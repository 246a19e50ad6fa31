//! Command implementations
//!
//! - `diff`: compares two files and prints a unified diff, the consumer
//!   of the engine behind the `udiff` binary

pub mod diff;
use thiserror::Error;

/// Errors surfaced by the diff engine.
#[derive(Debug, Error)]
pub enum DiffError {
    /// The search was aborted by its cancellation token. No script was produced.
    #[error("diff computation cancelled")]
    Cancelled,
    /// Writing to the output sink failed.
    #[error("I/O error: {0}")]
    Io(#[from] std::io::Error),
}

impl DiffError {
    pub fn is_cancelled(&self) -> bool {
        matches!(self, DiffError::Cancelled)
    }
}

[Instructions to follow]: Among the lines of the data, some may include "DiffError" as a word or string; report how many, and nothing else.

[Task solution]: 3